Un renard leva les yeux.
La nuit s’était parée d’argent, et la lune, ronde et fragile, glissait lentement entre les branches noires.
Il la regarda comme on regarde un mystère qu’on ne sait pas résoudre, mais qu’on choisit d’aimer.
Alors il se mit à courir.
Son pelage frôlait les herbes hautes, ses pas légers faisaient vibrer la terre.
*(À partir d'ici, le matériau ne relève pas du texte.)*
//! Fire-perimeter rasterization with deterministic conflict resolution.
//!
//! Each (cell, day) starts as `NoFire`, becomes `Contested` once a perimeter
//! active that day intersects the cell, and is `Resolved` to a single fire by the
//! total order: largest `acres_burned`, then earliest `alarm_date`, then the
//! lexically smallest `fire_identifier`.

use std::cmp::Ordering;
use std::collections::{BTreeMap, HashMap};
use std::sync::Arc;

use chrono::NaiveDate;
use geo::{BoundingRect, Coord, Intersects, LineString, MultiPolygon, Polygon, Rect};
use rayon::prelude::*;
use serde::{Deserialize, Serialize};
use tracing::{debug, info, warn};

use crate::crs::{Crs, CrsTransform};
use crate::domain::DateRange;
use crate::error::FiregridError;
use crate::grid::GridSpec;

#[derive(Debug, Clone, PartialEq)]
pub struct FirePolygon {
    pub geometry: MultiPolygon<f64>,
    pub crs: Crs,
    pub alarm_date: NaiveDate,
    pub containment_date: NaiveDate,
    pub acres_burned: f64,
    pub cause_category: String,
    pub agency: String,
    pub fire_identifier: String,
}

impl FirePolygon {
    pub fn active_on(&self, date: NaiveDate) -> bool {
        date >= self.alarm_date && date <= self.containment_date
    }

    pub fn active_range(&self) -> DateRange {
        DateRange {
            start: self.alarm_date,
            end: self.containment_date,
        }
    }

    pub fn record(&self) -> FireRecord {
        FireRecord {
            fire_identifier: self.fire_identifier.clone(),
            agency: self.agency.clone(),
            alarm_date: self.alarm_date,
            containment_date: self.containment_date,
            acres_burned: self.acres_burned,
            cause_category: self.cause_category.clone(),
        }
    }
}

/// Fire attributes kept in the archive; geometry stays with the native extract.
#[derive(Debug, Clone, PartialEq, Serialize, Deserialize)]
pub struct FireRecord {
    pub fire_identifier: String,
    pub agency: String,
    pub alarm_date: NaiveDate,
    pub containment_date: NaiveDate,
    pub acres_burned: f64,
    pub cause_category: String,
}

/// Winning fire per cell for one day; cells not in `cells` had no fire.
#[derive(Debug, Clone, PartialEq)]
pub struct DailyFireLayer {
    pub date: NaiveDate,
    pub grid: Arc<GridSpec>,
    pub cells: BTreeMap<usize, String>,
}

impl DailyFireLayer {
    pub fn winner(&self, cell: usize) -> Option<&str> {
        self.cells.get(&cell).map(String::as_str)
    }

    pub fn has_fire(&self, cell: usize) -> bool {
        self.cells.contains_key(&cell)
    }
}

/// Per (cell, day) claim state.
#[derive(Debug, Clone, PartialEq, Eq, Default)]
pub enum CellClaim {
    #[default]
    NoFire,
    Contested(Vec<usize>),
    Resolved(usize),
}

impl CellClaim {
    pub fn claim(&mut self, polygon: usize) {
        match self {
            CellClaim::NoFire => *self = CellClaim::Contested(vec![polygon]),
            CellClaim::Contested(candidates) => candidates.push(polygon),
            CellClaim::Resolved(_) => {}
        }
    }

    /// Picks the winner among the contested candidates of `cell` on `date`.
    pub fn resolve(
        &mut self,
        polygons: &[FirePolygon],
        cell: usize,
        date: NaiveDate,
    ) -> Result<Option<usize>, FiregridError> {
        match self {
            CellClaim::NoFire => Ok(None),
            CellClaim::Resolved(winner) => Ok(Some(*winner)),
            CellClaim::Contested(candidates) => {
                // Fixed starting order so the outcome never depends on arrival order.
                candidates.sort_by(|a, b| {
                    polygons[*a]
                        .fire_identifier
                        .cmp(&polygons[*b].fire_identifier)
                });
                candidates.dedup();
                candidates.sort_by(|a, b| compare_candidates(&polygons[*a], &polygons[*b]));
                let winner = candidates[0];
                if let Some(&runner_up) = candidates.get(1) {
                    if compare_candidates(&polygons[winner], &polygons[runner_up])
                        == Ordering::Equal
                    {
                        return Err(FiregridError::ConflictResolutionAmbiguity {
                            cell,
                            date,
                            fire_identifier: polygons[winner].fire_identifier.clone(),
                        });
                    }
                }
                *self = CellClaim::Resolved(winner);
                Ok(Some(winner))
            }
        }
    }
}

/// Total order on competing fires; `Less` wins.
pub fn compare_candidates(a: &FirePolygon, b: &FirePolygon) -> Ordering {
    b.acres_burned
        .total_cmp(&a.acres_burned)
        .then_with(|| a.alarm_date.cmp(&b.alarm_date))
        .then_with(|| a.fire_identifier.cmp(&b.fire_identifier))
}

/// Keeps the last record per (fire_identifier, agency); later records in an
/// extract are corrections of earlier ones.
pub fn supersede(polygons: Vec<FirePolygon>) -> Vec<FirePolygon> {
    let mut latest: HashMap<(String, String), usize> = HashMap::new();
    for (i, polygon) in polygons.iter().enumerate() {
        latest.insert(
            (polygon.fire_identifier.clone(), polygon.agency.clone()),
            i,
        );
    }
    let mut kept: Vec<FirePolygon> = polygons
        .into_iter()
        .enumerate()
        .filter(|(i, polygon)| {
            latest.get(&(polygon.fire_identifier.clone(), polygon.agency.clone())) == Some(i)
        })
        .map(|(_, polygon)| polygon)
        .collect();
    kept.sort_by(|a, b| {
        a.fire_identifier
            .cmp(&b.fire_identifier)
            .then_with(|| a.agency.cmp(&b.agency))
    });
    kept
}

#[derive(Debug, Clone)]
pub struct FireRasterization {
    pub layers: Vec<DailyFireLayer>,
    pub records: Vec<FireRecord>,
    /// Fires dropped because their geometry could not be projected.
    pub skipped: Vec<String>,
}

pub struct FireRasterizer {
    grid: Arc<GridSpec>,
}

impl FireRasterizer {
    pub fn new(grid: Arc<GridSpec>) -> Self {
        Self { grid }
    }

    /// Produces one layer per day of `period`, including days without fire.
    pub fn rasterize(
        &self,
        polygons: Vec<FirePolygon>,
        period: &DateRange,
    ) -> Result<FireRasterization, FiregridError> {
        let polygons = supersede(polygons);
        let footprints: Vec<Result<Vec<usize>, FiregridError>> = polygons
            .par_iter()
            .map(|polygon| self.footprint(polygon))
            .collect();

        let mut kept = Vec::with_capacity(polygons.len());
        let mut cells = Vec::with_capacity(polygons.len());
        let mut skipped = Vec::new();
        for (polygon, footprint) in polygons.into_iter().zip(footprints) {
            match footprint {
                Ok(footprint) => {
                    debug!(fire = %polygon.fire_identifier, cells = footprint.len(), "rasterized perimeter");
                    kept.push(polygon);
                    cells.push(footprint);
                }
                Err(err) => {
                    warn!(fire = %polygon.fire_identifier, "skipping perimeter: {err}");
                    skipped.push(polygon.fire_identifier.clone());
                }
            }
        }

        let days: Vec<NaiveDate> = period.days().collect();
        let layers = days
            .par_iter()
            .map(|&date| self.resolve_day(date, &kept, &cells))
            .collect::<Result<Vec<_>, FiregridError>>()?;

        let burning = layers.iter().filter(|l| !l.cells.is_empty()).count();
        info!(
            fires = kept.len(),
            skipped = skipped.len(),
            days = layers.len(),
            burning_days = burning,
            "fire rasterization complete"
        );
        Ok(FireRasterization {
            layers,
            records: kept.iter().map(FirePolygon::record).collect(),
            skipped,
        })
    }

    fn resolve_day(
        &self,
        date: NaiveDate,
        polygons: &[FirePolygon],
        footprints: &[Vec<usize>],
    ) -> Result<DailyFireLayer, FiregridError> {
        let mut claims: BTreeMap<usize, CellClaim> = BTreeMap::new();
        for (i, polygon) in polygons.iter().enumerate() {
            if !polygon.active_on(date) {
                continue;
            }
            for &cell in &footprints[i] {
                claims.entry(cell).or_default().claim(i);
            }
        }
        let mut cells = BTreeMap::new();
        for (cell, claim) in claims.iter_mut() {
            if let Some(winner) = claim.resolve(polygons, *cell, date)? {
                cells.insert(*cell, polygons[winner].fire_identifier.clone());
            }
        }
        Ok(DailyFireLayer {
            date,
            grid: Arc::clone(&self.grid),
            cells,
        })
    }

    /// Target cells whose square intersects the projected perimeter.
    fn footprint(&self, polygon: &FirePolygon) -> Result<Vec<usize>, FiregridError> {
        let transform = CrsTransform::new(&polygon.crs, &self.grid.crs)?;
        let projected = project_multipolygon(&polygon.geometry, &transform)?;
        let Some(bounds) = projected.bounding_rect() else {
            return Ok(Vec::new());
        };
        let grid = &self.grid;
        let r = grid.resolution;
        let col_min = ((bounds.min().x - grid.origin_x) / r).floor().max(0.0) as i64;
        let col_max = ((bounds.max().x - grid.origin_x) / r).floor() as i64;
        let row_min = ((grid.origin_y - bounds.max().y) / r).floor().max(0.0) as i64;
        let row_max = ((grid.origin_y - bounds.min().y) / r).floor() as i64;
        let col_max = col_max.min(grid.width as i64 - 1);
        let row_max = row_max.min(grid.height as i64 - 1);

        let mut cells = Vec::new();
        for row in row_min..=row_max {
            for col in col_min..=col_max {
                let index = grid.cell_index(col as usize, row as usize);
                let b = grid.cell_bounds(index);
                let square = Rect::new(
                    Coord { x: b.min_x, y: b.min_y },
                    Coord { x: b.max_x, y: b.max_y },
                )
                .to_polygon();
                if projected.0.iter().any(|part| part.intersects(&square)) {
                    cells.push(index);
                }
            }
        }
        Ok(cells)
    }
}

fn project_ring(
    ring: &LineString<f64>,
    transform: &CrsTransform,
) -> Result<LineString<f64>, FiregridError> {
    ring.coords()
        .map(|c| transform.transform(c.x, c.y).map(|(x, y)| Coord { x, y }))
        .collect::<Result<Vec<_>, _>>()
        .map(LineString::new)
}

pub fn project_multipolygon(
    geometry: &MultiPolygon<f64>,
    transform: &CrsTransform,
) -> Result<MultiPolygon<f64>, FiregridError> {
    if transform.is_identity() {
        return Ok(geometry.clone());
    }
    let parts = geometry
        .0
        .iter()
        .map(|polygon| {
            let exterior = project_ring(polygon.exterior(), transform)?;
            let interiors = polygon
                .interiors()
                .iter()
                .map(|ring| project_ring(ring, transform))
                .collect::<Result<Vec<_>, _>>()?;
            Ok(Polygon::new(exterior, interiors))
        })
        .collect::<Result<Vec<_>, FiregridError>>()?;
    Ok(MultiPolygon::new(parts))
}

#[cfg(test)]
mod tests {
    use super::*;

    fn fire(id: &str, acres: f64, alarm: NaiveDate) -> FirePolygon {
        FirePolygon {
            geometry: MultiPolygon::new(vec![]),
            crs: Crs::wgs84(),
            alarm_date: alarm,
            containment_date: alarm,
            acres_burned: acres,
            cause_category: "1".to_string(),
            agency: "CDF".to_string(),
            fire_identifier: id.to_string(),
        }
    }

    fn day(d: u32) -> NaiveDate {
        NaiveDate::from_ymd_opt(2020, 9, d).unwrap()
    }

    #[test]
    fn order_prefers_acres_then_alarm_then_id() {
        let big = fire("B", 1200.0, day(2));
        let small = fire("A", 500.0, day(1));
        assert_eq!(compare_candidates(&big, &small), Ordering::Less);

        let early = fire("Z", 500.0, day(1));
        let late = fire("A", 500.0, day(2));
        assert_eq!(compare_candidates(&early, &late), Ordering::Less);

        let a = fire("A", 500.0, day(1));
        let b = fire("B", 500.0, day(1));
        assert_eq!(compare_candidates(&a, &b), Ordering::Less);
    }

    #[test]
    fn claim_moves_through_states() {
        let polygons = vec![fire("A", 500.0, day(1)), fire("B", 1200.0, day(2))];
        let mut claim = CellClaim::default();
        assert_eq!(claim.resolve(&polygons, 0, day(3)).unwrap(), None);
        claim.claim(0);
        assert_eq!(claim, CellClaim::Contested(vec![0]));
        claim.claim(1);
        assert_eq!(claim.resolve(&polygons, 0, day(3)).unwrap(), Some(1));
        assert_eq!(claim, CellClaim::Resolved(1));
    }

    #[test]
    fn full_tie_is_ambiguous() {
        let mut other_agency = fire("A", 500.0, day(1));
        other_agency.agency = "USF".to_string();
        let polygons = vec![fire("A", 500.0, day(1)), other_agency];
        let mut claim = CellClaim::Contested(vec![1, 0]);
        let err = claim.resolve(&polygons, 7, day(1)).unwrap_err();
        assert!(matches!(
            err,
            FiregridError::ConflictResolutionAmbiguity { cell: 7, .. }
        ));
    }

    #[test]
    fn supersede_keeps_last_correction() {
        let first = fire("A", 100.0, day(1));
        let corrected = fire("A", 150.0, day(1));
        let other = fire("B", 10.0, day(1));
        let kept = supersede(vec![first, other, corrected]);
        assert_eq!(kept.len(), 2);
        assert_eq!(kept[0].fire_identifier, "A");
        assert_eq!(kept[0].acres_burned, 150.0);
    }
}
À chaque bond, il croyait s’approcher d’elle, la caresser du bout du museau, l’apprivoiser peut-être.
Mais la lune restait là-haut, insaisissable, fidèle à sa distance.
Et plus il courait, plus il sentait son cœur s’emplir, non de manque, mais de lumière.
Comme si la lune, sans se laisser rattraper, déposait en lui ses fragments de clarté.
Essoufflé, il s’arrêta enfin au bord d’un lac.
Là, dans l’eau immobile, la lune vint se reposer, offerte, entière.
Le renard comprit alors qu’il n’avait jamais eu besoin de l’atteindre :
Elle vivait déjà en lui, dans ses yeux brillants, dans son souffle ardent, dans la paix de la nuit.
Il ferma les paupières, tandis que la lune se rapprochait de l'horizon.
Le chant du phoenix se fit entendre.
Et, sous l’immensité du ciel, le renard cessa de courir.
Non pas parce qu’il avait renoncé, mais parce qu’il avait trouvé l’harmonie dans sa quête.